Over 150 years ago Scotland led the way in developing a cheap source of energy and that option is still available, writes George Kerevan
HERE is a fact of life: economic growth is driven by cheap energy. Sustained growth comes from productivity increases. And most productivity stems from the input of cheaper power.
Unfortunately, the world faces a dilemma. The form of energy that has driven growth over the past 250 years is burning carbon in the form of coal, gas and petroleum. But the CO² given off by this process is creating global warming through a greenhouse effect. Replacing carbon with nuclear or renewables is feasible but only at a much greater cost. The result is a trade-off between growth and safety.
Europe has chosen the path of expensive renewables, which will inevitably reduce its growth and global competitiveness. That is not an argument against de-carbonisation, which I favour. But unless we take off our ‘politically correct’, rose-tinted spectacles we will not understand the options before us.
Consider: last month the Coalition government announced it was going to double the share of renewables in Britain’s energy mix (to 30 per cent) by 2020. Great – except this can only be achieved by subsidising renewable electricity generation, otherwise no-one would buy because it is more expensive than power generated from gas. This move will force up the average household domestic energy bill by around 20 per cent. That cash will not be spent in the shops, cutting growth. That money will come from the purses of the less well off, making them poorer and colder.

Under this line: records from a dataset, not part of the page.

//! Configuration management
//!
//! A single TOML file drives ingestion, indexing, retrieval, the LLM backends,
//! the HTTP server and the evaluation harness. Missing files fall back to
//! `Config::default()`, and `NORMATIVA_SECTION__KEY` environment variables
//! override individual values after loading.

use crate::embedding::Distance;
use crate::error::{RagError, Result};
use crate::llm::BackendKind;
use serde::{Deserialize, Serialize};
use std::path::{Path, PathBuf};

mod validator;

pub use validator::ConfigValidator;

/// Current configuration schema version
pub const SCHEMA_VERSION: &str = "1.0.0";

const ENV_PREFIX: &str = "NORMATIVA_";

/// Main configuration structure
#[derive(Debug, Clone, Serialize, Deserialize)]
pub struct Config {
    #[serde(rename = "_meta")]
    pub meta: MetaConfig,
    pub storage: StorageConfig,
    pub ingest: IngestConfig,
    pub embedding: EmbeddingConfig,
    pub index: IndexConfig,
    pub retrieval: RetrievalConfig,
    pub llm: LlmConfig,
    pub server: ServerConfig,
    pub eval: EvalConfig,
}

/// Metadata about the configuration
#[derive(Debug, Clone, Serialize, Deserialize)]
pub struct MetaConfig {
    pub schema_version: String,
    #[serde(default = "current_timestamp")]
    pub created_at: String,
}

fn current_timestamp() -> String {
    chrono::Utc::now().to_rfc3339()
}

/// Where the chunk corpus and the vector database live
#[derive(Debug, Clone, Serialize, Deserialize)]
pub struct StorageConfig {
    /// Chunk corpus produced by `ingest` and consumed by `index`
    pub chunks_file: PathBuf,
    /// SQLite file holding vector collections
    pub database_file: PathBuf,
}

/// Document ingestion settings
#[derive(Debug, Clone, Serialize, Deserialize)]
pub struct IngestConfig {
    pub raw_dir: PathBuf,
    pub sources_file: PathBuf,
    /// Window size in words
    pub chunk_size: usize,
    /// Words shared between consecutive windows of one page
    pub overlap: usize,
}

/// Embedding model settings
#[derive(Debug, Clone, Serialize, Deserialize)]
pub struct EmbeddingConfig {
    pub model: String,
    pub dimension: usize,
    pub batch_size: usize,
}

/// Vector index settings
#[derive(Debug, Clone, Serialize, Deserialize)]
pub struct IndexConfig {
    pub collection: String,
    pub distance: Distance,
    pub hnsw_m: usize,
    pub hnsw_ef_construction: usize,
    pub hnsw_ef_search: usize,
}

/// Retrieval defaults
#[derive(Debug, Clone, Serialize, Deserialize)]
pub struct RetrievalConfig {
    pub default_k: usize,
    pub max_k: usize,
    /// Drop neighbours scoring below this value (cosine only)
    #[serde(default, skip_serializing_if = "Option::is_none")]
    pub min_score: Option<f32>,
}

/// LLM backend settings
#[derive(Debug, Clone, Serialize, Deserialize)]
pub struct LlmConfig {
    pub default_provider: String,
    pub chatgpt: ProviderSettings,
    pub deepseek: ProviderSettings,
    pub openrouter: ProviderSettings,
}

impl LlmConfig {
    /// Settings block for a backend
    pub fn settings(&self, kind: BackendKind) -> &ProviderSettings {
        match kind {
            BackendKind::ChatGpt => &self.chatgpt,
            BackendKind::DeepSeek => &self.deepseek,
            BackendKind::OpenRouter => &self.openrouter,
        }
    }
}

/// Settings for one hosted chat-completions provider
#[derive(Debug, Clone, Serialize, Deserialize)]
pub struct ProviderSettings {
    pub model: String,
    pub base_url: String,
    /// Environment variable holding the API key
    pub api_key_env: String,
    #[serde(default, skip_serializing_if = "Option::is_none")]
    pub temperature: Option<f32>,
    #[serde(default, skip_serializing_if = "Option::is_none")]
    pub max_tokens: Option<u32>,
    pub timeout_secs: u64,
}

/// HTTP server settings
#[derive(Debug, Clone, Serialize, Deserialize)]
pub struct ServerConfig {
    pub bind: String,
}

/// Evaluation harness settings
#[derive(Debug, Clone, Serialize, Deserialize)]
pub struct EvalConfig {
    pub gold_set: PathBuf,
    pub output_dir: PathBuf,
    /// Concurrent pipeline invocations
    pub workers: usize,
}

impl Config {
    /// Load configuration from a file
    pub fn load(path: &Path) -> Result<Self> {
        if !path.exists() {
            return Err(RagError::ConfigNotFound {
                path: path.to_path_buf(),
            });
        }

        let content = std::fs::read_to_string(path)
            .map_err(|e| RagError::io(e, format!("Failed to read config file: {:?}", path)))?;
        let mut config: Config = toml::from_str(&content)?;

        config.apply_env_overrides();

        ConfigValidator::validate(&config)?;

        Ok(config)
    }

    /// Load from `path` when given, the default location otherwise, or fall back to defaults
    pub fn load_or_default(path: Option<&Path>) -> Result<Self> {
        let path = match path {
            Some(path) => path.to_path_buf(),
            None => Self::default_path()?,
        };

        if !path.exists() {
            tracing::warn!(
                "Config file {} not found, using defaults. Run 'normativa config init' to create one.",
                path.display()
            );
            let mut config = Config::default();
            config.apply_env_overrides();
            ConfigValidator::validate(&config)?;
            return Ok(config);
        }

        Self::load(&path)
    }

    /// Save configuration to a file
    pub fn save(&self, path: &Path) -> Result<()> {
        let content = toml::to_string_pretty(self)?;
        std::fs::write(path, content)
            .map_err(|e| RagError::io(e, format!("Failed to write config file: {:?}", path)))?;
        Ok(())
    }

    /// Apply overrides from the process environment
    pub fn apply_env_overrides(&mut self) {
        self.apply_overrides_from(std::env::vars());
    }

    /// Apply `NORMATIVA_SECTION__KEY=value` overrides from any source of pairs
    pub fn apply_overrides_from<I>(&mut self, vars: I)
    where
        I: IntoIterator<Item = (String, String)>,
    {
        for (key, value) in vars {
            if key == "OPENROUTER_MODEL" {
                self.llm.openrouter.model = value;
                continue;
            }
            if let Some(config_key) = key.strip_prefix(ENV_PREFIX) {
                if let Err(e) = self.set_value_from_env(config_key, &value) {
                    tracing::warn!("Failed to apply env override {}: {}", key, e);
                }
            }
        }
    }

    fn set_value_from_env(&mut self, path: &str, value: &str) -> Result<()> {
        match path {
            "STORAGE__CHUNKS_FILE" => self.storage.chunks_file = PathBuf::from(value),
            "STORAGE__DATABASE_FILE" => self.storage.database_file = PathBuf::from(value),
            "INGEST__RAW_DIR" => self.ingest.raw_dir = PathBuf::from(value),
            "INGEST__SOURCES_FILE" => self.ingest.sources_file = PathBuf::from(value),
            "INGEST__CHUNK_SIZE" => self.ingest.chunk_size = parse_number(path, value)?,
            "INGEST__OVERLAP" => self.ingest.overlap = parse_number(path, value)?,
            "EMBEDDING__MODEL" => self.embedding.model = value.to_string(),
            "INDEX__COLLECTION" => self.index.collection = value.to_string(),
            "RETRIEVAL__DEFAULT_K" => self.retrieval.default_k = parse_number(path, value)?,
            "LLM__DEFAULT_PROVIDER" => self.llm.default_provider = value.to_string(),
            "SERVER__BIND" => self.server.bind = value.to_string(),
            "EVAL__WORKERS" => self.eval.workers = parse_number(path, value)?,
            _ => {
                tracing::debug!("Unknown env config key: {}", path);
            }
        }
        Ok(())
    }

    /// Get the default configuration file path
    pub fn default_path() -> Result<PathBuf> {
        let config_dir = dirs::config_dir()
            .ok_or_else(|| RagError::Config("Cannot determine config directory".to_string()))?;

        Ok(config_dir.join("normativa").join("config.toml"))
    }
}

fn parse_number(path: &str, value: &str) -> Result<usize> {
    value
        .trim()
        .parse()
        .map_err(|_| RagError::InvalidConfigValue {
            path: path.to_string(),
            message: format!("Cannot parse '{}' as an unsigned integer", value),
        })
}

/// Expand a leading `~/` to the home directory
pub fn expand_path(path: &Path) -> Result<PathBuf> {
    let path_str = path
        .to_str()
        .ok_or_else(|| RagError::Config("Invalid path encoding".to_string()))?;

    if let Some(stripped) = path_str.strip_prefix("~/") {
        let home = dirs::home_dir()
            .ok_or_else(|| RagError::Config("Cannot determine home directory".to_string()))?;
        Ok(home.join(stripped))
    } else {
        Ok(path.to_path_buf())
    }
}

impl Default for Config {
    fn default() -> Self {
        let data_dir = PathBuf::from("data");
        let processed = data_dir.join("processed");

        Self {
            meta: MetaConfig {
                schema_version: SCHEMA_VERSION.to_string(),
                created_at: current_timestamp(),
            },
            storage: StorageConfig {
                chunks_file: processed.join("chunks.csv"),
                database_file: processed.join("vectors.sqlite"),
            },
            ingest: IngestConfig {
                raw_dir: data_dir.join("raw"),
                sources_file: data_dir.join("sources.csv"),
                chunk_size: 900,
                overlap: 120,
            },
            embedding: EmbeddingConfig {
                model: "all-MiniLM-L6-v2".to_string(),
                dimension: 384,
                batch_size: 32,
            },
            index: IndexConfig {
                collection: "ufro_normativa".to_string(),
                distance: Distance::Cosine,
                hnsw_m: 16,
                hnsw_ef_construction: 200,
                hnsw_ef_search: 64,
            },
            retrieval: RetrievalConfig {
                default_k: 4,
                max_k: 20,
                min_score: None,
            },
            llm: LlmConfig {
                default_provider: "openrouter".to_string(),
                chatgpt: ProviderSettings {
                    model: "gpt-4o-mini".to_string(),
                    base_url: "https://api.openai.com/v1".to_string(),
                    api_key_env: "OPENAI_API_KEY".to_string(),
                    temperature: None,
                    max_tokens: None,
                    timeout_secs: 60,
                },
                deepseek: ProviderSettings {
                    model: "deepseek-chat".to_string(),
                    base_url: "https://api.deepseek.com".to_string(),
                    api_key_env: "DEEPSEEK_API_KEY".to_string(),
                    temperature: None,
                    max_tokens: None,
                    timeout_secs: 60,
                },
                openrouter: ProviderSettings {
                    model: "openai/gpt-4o-mini".to_string(),
                    base_url: "https://openrouter.ai/api/v1".to_string(),
                    api_key_env: "OPENROUTER_API_KEY".to_string(),
                    temperature: None,
                    max_tokens: None,
                    timeout_secs: 60,
                },
            },
            server: ServerConfig {
                bind: "127.0.0.1:5000".to_string(),
            },
            eval: EvalConfig {
                gold_set: data_dir.join("gold_set.csv"),
                output_dir: data_dir.join("eval"),
                workers: 8,
            },
        }
    }
}

#[cfg(test)]
mod tests {
    use super::*;
    use tempfile::TempDir;

    #[test]
    fn test_save_and_load_roundtrip() {
        let temp = TempDir::new().unwrap();
        let path = temp.path().join("config.toml");

        let mut config = Config::default();
        config.retrieval.default_k = 6;
        config.save(&path).unwrap();

        let loaded = Config::load(&path).unwrap();
        assert_eq!(loaded.retrieval.default_k, 6);
        assert_eq!(loaded.index.collection, "ufro_normativa");
        assert_eq!(loaded.index.distance, Distance::Cosine);
    }

    #[test]
    fn test_missing_file() {
        let temp = TempDir::new().unwrap();
        let result = Config::load(&temp.path().join("absent.toml"));
        assert!(matches!(result, Err(RagError::ConfigNotFound { .. })));
    }

    #[test]
    fn test_env_overrides() {
        let mut config = Config::default();
        config.apply_overrides_from(vec![
            ("NORMATIVA_LLM__DEFAULT_PROVIDER".to_string(), "deepseek".to_string()),
            ("NORMATIVA_RETRIEVAL__DEFAULT_K".to_string(), "7".to_string()),
            ("OPENROUTER_MODEL".to_string(), "deepseek/deepseek-chat".to_string()),
            ("UNRELATED".to_string(), "ignored".to_string()),
        ]);

        assert_eq!(config.llm.default_provider, "deepseek");
        assert_eq!(config.retrieval.default_k, 7);
        assert_eq!(config.llm.openrouter.model, "deepseek/deepseek-chat");
    }

    #[test]
    fn test_bad_numeric_override_is_ignored() {
        let mut config = Config::default();
        config.apply_overrides_from(vec![(
            "NORMATIVA_INGEST__CHUNK_SIZE".to_string(),
            "many".to_string(),
        )]);
        assert_eq!(config.ingest.chunk_size, 900);
    }

    #[test]
    fn test_expand_path_passthrough() {
        let path = PathBuf::from("data/raw");
        assert_eq!(expand_path(&path).unwrap(), path);
    }
}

Here is an even sadder matter to contemplate. Despite Europe’s creditable attempt to cut carbon emissions (thereby increase its cost base), the amount of CO² entering the atmosphere is not going down. Last year global emissions reached an all-time high of 34 billion metric tons. Annual CO² emissions have now hit the “worst case” range predicted by the UN International Panel on Climate Change (IPCC). Just in case you thought wind power was changing anything.

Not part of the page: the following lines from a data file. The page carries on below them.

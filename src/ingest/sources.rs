//! Source registry: per-file document metadata

use std::path::Path;

use ahash::AHashMap;
use serde::{Deserialize, Serialize};
use tracing::{debug, warn};

use crate::error::Result;

/// One row of the sources CSV
#[derive(Debug, Clone, Default, PartialEq, Eq, Serialize, Deserialize)]
pub struct SourceEntry {
    pub filename: String,
    #[serde(default)]
    pub doc_id: String,
    #[serde(default)]
    pub title: String,
    #[serde(default)]
    pub url: String,
    #[serde(default)]
    pub vigencia: String,
}

/// Metadata attached to every chunk of a document
#[derive(Debug, Clone, PartialEq, Eq)]
pub struct DocumentMeta {
    pub doc_id: String,
    pub title: String,
    pub url: String,
    pub vigencia: String,
    pub filename: String,
}

/// Sources keyed by file name
#[derive(Debug, Default)]
pub struct SourceRegistry {
    entries: AHashMap<String, SourceEntry>,
}

impl SourceRegistry {
    /// Load the registry from CSV
    ///
    /// A missing file gives an empty registry; rows with a blank `filename`
    /// are ignored and later rows win over earlier ones.
    pub fn load(path: &Path) -> Result<Self> {
        if !path.exists() {
            warn!(
                "Source registry {} not found, using file names as titles",
                path.display()
            );
            return Ok(Self::default());
        }

        let mut reader = csv::ReaderBuilder::new().trim(csv::Trim::All).from_path(path)?;
        let mut registry = Self::default();
        for row in reader.deserialize::<SourceEntry>() {
            registry.insert(row?);
        }

        debug!("Loaded {} source entries", registry.len());
        Ok(registry)
    }

    pub fn insert(&mut self, entry: SourceEntry) {
        let filename = entry.filename.trim().to_string();
        if !filename.is_empty() {
            self.entries.insert(filename, entry);
        }
    }

    pub fn get(&self, filename: &str) -> Option<&SourceEntry> {
        self.entries.get(filename)
    }

    /// Metadata for `path`, falling back to the file stem for id and title
    pub fn resolve(&self, path: &Path) -> DocumentMeta {
        let filename = path
            .file_name()
            .map(|n| n.to_string_lossy().into_owned())
            .unwrap_or_default();
        let stem = path
            .file_stem()
            .map(|s| s.to_string_lossy().into_owned())
            .unwrap_or_else(|| filename.clone());

        let entry = self.entries.get(&filename);
        let field = |value: Option<&String>| {
            value
                .map(|v| v.trim())
                .filter(|v| !v.is_empty())
                .map(str::to_string)
        };

        DocumentMeta {
            doc_id: field(entry.map(|e| &e.doc_id)).unwrap_or_else(|| stem.clone()),
            title: field(entry.map(|e| &e.title)).unwrap_or(stem),
            url: field(entry.map(|e| &e.url)).unwrap_or_default(),
            vigencia: field(entry.map(|e| &e.vigencia)).unwrap_or_default(),
            filename,
        }
    }

    pub fn len(&self) -> usize {
        self.entries.len()
    }

    pub fn is_empty(&self) -> bool {
        self.entries.is_empty()
    }
}
//! Augmented prompt assembly

/// Instruction block preceding the retrieved context
const INSTRUCTIONS: &str = "Basado EXCLUSIVAMENTE en la siguiente información de la normativa de la UFRO, \
responde la pregunta del usuario. Si la información no es suficiente o no permite una respuesta completa, \
indica claramente que no puedes responderla con el contexto proporcionado (Política de Abstención).";

/// Separator between retrieved chunks in the context block
pub const CONTEXT_SEPARATOR: &str = "\n\n";

/// Build the single user prompt sent to the backend
///
/// Contexts appear in retrieval order; the query is embedded verbatim.
pub fn build_prompt<S: AsRef<str>>(query: &str, contexts: &[S]) -> String {
    let context = contexts
        .iter()
        .map(AsRef::as_ref)
        .collect::<Vec<_>>()
        .join(CONTEXT_SEPARATOR);

    format!(
        "{}\n\n### Contexto:\n{}\n\n### Pregunta del usuario:\n{}",
        INSTRUCTIONS, context, query
    )
}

In fact we now face climate disaster much earlier than the IPCC forecast in its last report, in 2007. Five years ago, the IPCC hoped that concerted international action could limit the global temperature rise to 2 percentage points over the pre-industrial baseline (15 degrees Celsius). The unforeseen rate at which the Artic ice sheets are melting has blown that prediction out of the water. We are now facing a 4-point rise by 2070, destabilising weather patterns and sending global food prices into orbit.

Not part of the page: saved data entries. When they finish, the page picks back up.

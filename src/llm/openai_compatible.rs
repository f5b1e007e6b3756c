use std::time::Duration;

use reqwest::blocking::Client;
use reqwest::header::{HeaderMap, HeaderValue, AUTHORIZATION, CONTENT_TYPE};
use serde::{Deserialize, Serialize};
use tracing::debug;

use super::{BackendError, BackendKind, ChatMessage, LlmBackend};
use crate::config::ProviderSettings;
use crate::error::{RagError, Result};

/// Client for any endpoint implementing `POST {base_url}/chat/completions`
pub struct OpenAiCompatibleBackend {
    kind: BackendKind,
    model: String,
    endpoint: String,
    temperature: Option<f32>,
    max_tokens: Option<u32>,
    headers: HeaderMap,
    client: Client,
}

impl OpenAiCompatibleBackend {
    /// Construct the backend, reading the API key from `settings.api_key_env`
    pub fn new(kind: BackendKind, settings: &ProviderSettings) -> Result<Self> {
        let api_key = std::env::var(&settings.api_key_env)
            .ok()
            .filter(|key| !key.trim().is_empty())
            .ok_or_else(|| RagError::MissingCredential {
                provider: kind.to_string(),
                env_var: settings.api_key_env.clone(),
            })?;
        Self::with_api_key(kind, settings, api_key)
    }

    pub fn with_api_key(
        kind: BackendKind,
        settings: &ProviderSettings,
        api_key: String,
    ) -> Result<Self> {
        let mut headers = HeaderMap::new();
        let auth = format!("Bearer {}", api_key.trim());
        let auth = HeaderValue::from_str(&auth).map_err(|_| RagError::InvalidConfigValue {
            path: settings.api_key_env.clone(),
            message: "API key contains characters not allowed in a header".to_string(),
        })?;
        headers.insert(AUTHORIZATION, auth);
        headers.insert(CONTENT_TYPE, HeaderValue::from_static("application/json"));

        let client = Client::builder()
            .timeout(Duration::from_secs(settings.timeout_secs))
            .build()
            .map_err(|e| RagError::Config(format!("failed to build {} HTTP client: {}", kind, e)))?;

        Ok(Self {
            kind,
            model: settings.model.clone(),
            endpoint: completions_url(&settings.base_url),
            temperature: settings.temperature,
            max_tokens: settings.max_tokens,
            headers,
            client,
        })
    }

    pub fn kind(&self) -> BackendKind {
        self.kind
    }

    pub fn endpoint(&self) -> &str {
        &self.endpoint
    }
}

fn completions_url(base_url: &str) -> String {
    format!("{}/chat/completions", base_url.trim_end_matches('/'))
}

impl LlmBackend for OpenAiCompatibleBackend {
    fn name(&self) -> &str {
        self.kind.as_str()
    }

    fn model(&self) -> &str {
        &self.model
    }

    fn chat(&self, messages: &[ChatMessage]) -> std::result::Result<String, BackendError> {
        let body = ChatRequest {
            model: &self.model,
            messages,
            temperature: self.temperature,
            max_tokens: self.max_tokens,
        };

        debug!("POST {} (model {})", self.endpoint, self.model);

        let resp = self
            .client
            .post(&self.endpoint)
            .headers(self.headers.clone())
            .json(&body)
            .send()
            .map_err(|e| BackendError::Transport(e.to_string()))?;

        if !resp.status().is_success() {
            let status = resp.status().as_u16();
            let body = resp
                .text()
                .unwrap_or_else(|_| "<body unavailable>".to_string());
            return Err(BackendError::Status { status, body });
        }

        let parsed: ChatResponse = resp
            .json()
            .map_err(|e| BackendError::MalformedResponse(e.to_string()))?;

        parsed.into_text()
    }
}

#[derive(Serialize)]
struct ChatRequest<'a> {
    model: &'a str,
    messages: &'a [ChatMessage],
    #[serde(skip_serializing_if = "Option::is_none")]
    temperature: Option<f32>,
    #[serde(skip_serializing_if = "Option::is_none")]
    max_tokens: Option<u32>,
}

#[derive(Debug, Deserialize)]
struct ChatResponse {
    choices: Vec<ChatChoice>,
}

impl ChatResponse {
    /// First non-blank choice, without surrounding whitespace
    fn into_text(self) -> std::result::Result<String, BackendError> {
        self.choices
            .into_iter()
            .filter_map(|choice| choice.message.content)
            .map(|content| content.trim().to_string())
            .find(|content| !content.is_empty())
            .ok_or(BackendError::EmptyResponse)
    }
}

#[derive(Debug, Deserialize)]
struct ChatChoice {
    message: AssistantMessage,
}

#[derive(Debug, Deserialize)]
struct AssistantMessage {
    content: Option<String>,
}

#[cfg(test)]
mod tests {
    use super::*;
    use crate::config::Config;

    #[test]
    fn test_completions_url() {
        assert_eq!(
            completions_url("https://api.deepseek.com"),
            "https://api.deepseek.com/chat/completions"
        );
        assert_eq!(
            completions_url("https://openrouter.ai/api/v1/"),
            "https://openrouter.ai/api/v1/chat/completions"
        );
    }

    #[test]
    fn test_missing_credential() {
        let config = Config::default();
        let mut settings = config.llm.chatgpt.clone();
        settings.api_key_env = "NORMATIVA_TEST_KEY_THAT_IS_NEVER_SET".to_string();

        match OpenAiCompatibleBackend::new(BackendKind::ChatGpt, &settings) {
            Err(RagError::MissingCredential { provider, env_var }) => {
                assert_eq!(provider, "chatgpt");
                assert_eq!(env_var, "NORMATIVA_TEST_KEY_THAT_IS_NEVER_SET");
            }
            Err(other) => panic!("expected missing credential, got {:?}", other),
            Ok(_) => panic!("expected missing credential"),
        }
    }

    #[test]
    fn test_backend_identity() {
        let config = Config::default();
        let backend = OpenAiCompatibleBackend::with_api_key(
            BackendKind::OpenRouter,
            &config.llm.openrouter,
            "sk-or-test".to_string(),
        )
        .unwrap();

        assert_eq!(backend.name(), "openrouter");
        assert_eq!(backend.model(), "openai/gpt-4o-mini");
        assert_eq!(
            backend.endpoint(),
            "https://openrouter.ai/api/v1/chat/completions"
        );
    }

    #[test]
    fn test_request_omits_unset_sampling() {
        let messages = vec![ChatMessage::user("hola")];
        let body = ChatRequest {
            model: "m",
            messages: &messages,
            temperature: None,
            max_tokens: Some(256),
        };
        let json = serde_json::to_value(&body).unwrap();
        assert!(json.get("temperature").is_none());
        assert_eq!(json["max_tokens"], 256);
        assert_eq!(json["messages"][0]["role"], "user");
    }

    #[test]
    fn test_response_text_is_trimmed() {
        let parsed: ChatResponse = serde_json::from_value(serde_json::json!({
            "choices": [{"message": {"role": "assistant", "content": "\n\n  El PIA dura una semana.\n"}}]
        }))
        .unwrap();
        assert_eq!(parsed.into_text().unwrap(), "El PIA dura una semana.");

        let blank: ChatResponse = serde_json::from_value(serde_json::json!({
            "choices": [{"message": {"content": " \n "}}, {"message": {"content": null}}]
        }))
        .unwrap();
        assert!(matches!(blank.into_text(), Err(BackendError::EmptyResponse)));
    }
}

We need a Plan B. They may have found it in the United States, almost by accident: hydraulic fracking of shale gas. This involves the use of high-pressure water and chemicals, injected horizontally at great depth, to break open shale deposits and release trapped natural gas.
Remember what I said about cheap energy being the motor of economic growth? Fracking has unlocked huge deposits of cheap hydrocarbons in the United States. As a result, gas prices have dropped . The shale gas boom has created 33,000 jobs in America this year – ensuring the re-election of President Obama.
The US shale gas revolution has had another unexpected benefit – it has cut America’s CO² emissions from fossil fuel. Cheaper natural gas has meant a switch away from dirty coal-fired power generation – coal produces roughly twice the emissions of natural gas. America’s emissions from fossil fuel use in the first quarter of 2012 were the lowest for two decades.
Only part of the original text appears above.